Update 10.45 Uhr: Chinas Volkskongreß beschließt den vor einer Woche von der Staats- und Parteiführung vorgelegten Fünf-Jahres-Plan. Dieser sieht bis 2015 eine Steigerung der bisherigen Kapazitäten durch Atomenergie um rund 400 Prozent und den Neubau einer Reihe von Atomkraftwerken vor.

Japan: Nach Auskunft des Betreibers des Atomkraftwerks Fukushima I, der Tokio Electric Power Company (Tepco),“ist davon auszugehen“ („believed to be“), dass auch die zweite Explosion in einem Gebäude auf dem Kraftwerksgelände eine Wasserstoff-Explosion gewesen ist. Der Grad von Radioaktivität auf der Anlage ist nach Angaben des Atomkonzerns stabil (1). Diese Angaben von Tepco werden durch die Internationale Atomenergiebehörde IAEA und die japanische Atomenergiebehörde NISA bestätigt. Demzufolge ist der Betriebsraum von Reaktor 3 weiter einsatzbereit. (5)

Derweil gibt es einige Merkwürdigkeiten rund um dieses Ereignis, dass weltweit einige Menschen über die Situation so in Sorge versetzt hat, dass sie die ihnen innewohnende Logik offensichtlich außer Kraft gesetzt haben.

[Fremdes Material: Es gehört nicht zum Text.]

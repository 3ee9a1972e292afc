//! REST endpoint handlers organized by resource.

pub mod auth;
pub mod feedbacks;
pub mod listings;
pub mod sell_orders;
pub mod system;
pub mod users;

use axum::Router;
use axum::extract::Multipart;
use serde_json::{Map, Value};

use crate::app_state::AppState;
use crate::error::ApiError;
use crate::service::UploadFile;

/// Composes all resource routes under `/api/v1`.
pub fn routes() -> Router<AppState> {
    Router::new()
        .merge(listings::routes())
        .merge(sell_orders::routes())
        .merge(feedbacks::routes())
        .merge(auth::routes())
        .merge(users::routes())
        .merge(system::routes())
}

/// Drains a multipart form into text fields and file parts. Text
/// fields keep their raw string values; nested JSON is parsed later,
/// at the service layer.
pub(crate) async fn collect_multipart(
    mut multipart: Multipart,
) -> Result<(Map<String, Value>, Vec<UploadFile>), ApiError> {
    let mut fields = Map::new();
    let mut files = Vec::new();
    while let Some(field) = multipart
        .next_field()
        .await
        .map_err(|e| ApiError::BadRequest(format!("malformed multipart body: {e}")))?
    {
        let name = field.name().unwrap_or_default().to_owned();
        if let Some(file_name) = field.file_name() {
            let original_name = file_name.to_owned();
            let data = field
                .bytes()
                .await
                .map_err(|e| ApiError::BadRequest(format!("unreadable file part: {e}")))?;
            files.push(UploadFile {
                original_name,
                data,
            });
        } else if !name.is_empty() {
            let text = field
                .text()
                .await
                .map_err(|e| ApiError::BadRequest(format!("unreadable field {name}: {e}")))?;
            fields.insert(name, Value::String(text));
        }
    }
    Ok((fields, files))
}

Nach Darstellung der japanischen Regierung und des Atomkonzerns Tepco ist die Situation in einigen Atomkraftwerken deswegen eskaliert, weil die Energieversorgung des Kühlsysteme der Atomreaktoren bzw Brennstäbe nicht mehr gewährleistet wurde. Warum die angeblich mit Diesel-Generatoren betriebenen Notstromaggregate für die Kühlsysteme der AKWs in Fukushima I zunächst eine Stunde nach dem Erdbeben störungsfrei funktionierten und dann abgeschaltet wurden, dass haben Regierung und Atomkonzern bisher nicht erklären müssen. Warum eigentlich nicht? (Fukushima: Diesel-Generatoren des Kühlsystems eine Stunde nach Erdbeben abgeschaltet)

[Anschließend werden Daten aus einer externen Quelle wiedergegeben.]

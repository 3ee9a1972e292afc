//! Device fingerprinting for refresh-session binding.

use axum::http::HeaderMap;
use sha2::{Digest, Sha256};

/// Headers folded into the fingerprint, in order.
const FINGERPRINT_HEADERS: [&str; 3] = ["accept", "accept-language", "accept-encoding"];

/// Derives a stable device fingerprint from the content-negotiation
/// headers of a request. Refresh sessions are bound to this value: a
/// refresh call from a device with different headers is rejected.
///
/// An absent header contributes an empty segment, so the function is
/// total and two requests agree iff their header values agree.
#[must_use]
pub fn device_fingerprint(headers: &HeaderMap) -> String {
    let mut hasher = Sha256::new();
    for name in FINGERPRINT_HEADERS {
        let value = headers
            .get(name)
            .and_then(|v| v.to_str().ok())
            .unwrap_or_default();
        hasher.update(value.as_bytes());
        hasher.update(b"\n");
    }
    hex::encode(hasher.finalize())
}

#[cfg(test)]
mod tests {
    use super::*;
    use axum::http::HeaderValue;

    fn headers(accept: &str, lang: &str, enc: &str) -> HeaderMap {
        let mut map = HeaderMap::new();
        if let Ok(v) = HeaderValue::from_str(accept) {
            map.insert("accept", v);
        }
        if let Ok(v) = HeaderValue::from_str(lang) {
            map.insert("accept-language", v);
        }
        if let Ok(v) = HeaderValue::from_str(enc) {
            map.insert("accept-encoding", v);
        }
        map
    }

    #[test]
    fn same_headers_same_fingerprint() {
        let a = device_fingerprint(&headers("*/*", "en", "gzip"));
        let b = device_fingerprint(&headers("*/*", "en", "gzip"));
        assert_eq!(a, b);
    }

    #[test]
    fn different_headers_different_fingerprint() {
        let a = device_fingerprint(&headers("*/*", "en", "gzip"));
        let b = device_fingerprint(&headers("*/*", "ru", "gzip"));
        assert_ne!(a, b);
    }

    #[test]
    fn missing_headers_still_hash() {
        let fp = device_fingerprint(&HeaderMap::new());
        // Hex SHA-256 output.
        assert_eq!(fp.len(), 64);
    }
}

Einen Tag später ereignet sich in einem Gebäude rund um einen Atomreaktor von Fukushima I eine Explosion, bei der von dem Betongebäude nur noch das Stahlgerippe stehenbleibt. Dramatische Bilder. Überall reden Experten von einer Kernschmelze, einem Super-Gau, einer atomaren Katastrophe a la Tschernobyl aus, ohne dass bestätigte Informationen vorliegen. Hier mal eine Sensationssendung auf n-tv als Beispiel.

Dann tritt der Sekretär des Regierungskabinetts Yukio Edano vor die Presse und erklärt, dass die Explosion nicht den Reaktor betroffen habe und der eigentliche Reaktorbehälter, ein Metallcontanier, nicht beschädigt worden sei. Dies wird durch den Kraftwerksbetreiber Tokyo Electric bestätigt. Der wohl informierte “Kommunikationsdirektor” der weltweiten Lobby der Atomindustrie “World Nuclear Association”, Ian Hore-Lacy, spricht von einer möglichen Explosion durch entzündeten Wasserstoff. (Fukushima: Diesel-Generatoren des Kühlsystems eine Stunde nach Erdbeben abgeschaltet)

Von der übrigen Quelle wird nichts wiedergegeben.